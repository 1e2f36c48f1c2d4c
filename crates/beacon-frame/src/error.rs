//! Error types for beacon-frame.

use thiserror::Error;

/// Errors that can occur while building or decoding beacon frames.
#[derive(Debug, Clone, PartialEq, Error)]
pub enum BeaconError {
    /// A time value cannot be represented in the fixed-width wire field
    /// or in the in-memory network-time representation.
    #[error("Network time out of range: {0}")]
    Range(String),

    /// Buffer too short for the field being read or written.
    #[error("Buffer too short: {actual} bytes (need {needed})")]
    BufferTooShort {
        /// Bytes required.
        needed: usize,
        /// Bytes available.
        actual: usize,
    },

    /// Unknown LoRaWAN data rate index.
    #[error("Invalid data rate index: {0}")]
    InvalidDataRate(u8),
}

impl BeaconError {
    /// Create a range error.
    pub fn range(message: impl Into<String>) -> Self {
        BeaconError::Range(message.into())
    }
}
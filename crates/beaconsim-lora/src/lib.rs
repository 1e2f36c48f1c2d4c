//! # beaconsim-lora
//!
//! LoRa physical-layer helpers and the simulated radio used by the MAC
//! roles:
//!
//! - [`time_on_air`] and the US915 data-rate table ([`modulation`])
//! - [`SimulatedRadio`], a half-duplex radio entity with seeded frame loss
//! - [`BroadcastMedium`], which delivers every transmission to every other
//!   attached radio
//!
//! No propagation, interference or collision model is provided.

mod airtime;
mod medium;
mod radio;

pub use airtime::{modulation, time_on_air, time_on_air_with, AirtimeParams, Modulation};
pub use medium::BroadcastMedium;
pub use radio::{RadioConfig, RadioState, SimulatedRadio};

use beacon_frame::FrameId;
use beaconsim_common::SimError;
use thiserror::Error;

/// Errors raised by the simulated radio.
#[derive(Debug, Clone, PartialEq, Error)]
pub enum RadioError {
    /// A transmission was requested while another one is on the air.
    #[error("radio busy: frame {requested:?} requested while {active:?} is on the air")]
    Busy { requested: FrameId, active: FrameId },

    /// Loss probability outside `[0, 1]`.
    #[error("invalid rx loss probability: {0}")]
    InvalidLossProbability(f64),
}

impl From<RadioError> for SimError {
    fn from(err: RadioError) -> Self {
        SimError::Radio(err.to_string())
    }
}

EXERCISE DETAILS
Display every line of the listing that contains the string "needed".

ANSWER SECTION
    #[error("Buffer too short: {actual} bytes (need {needed})")]
        needed: usize,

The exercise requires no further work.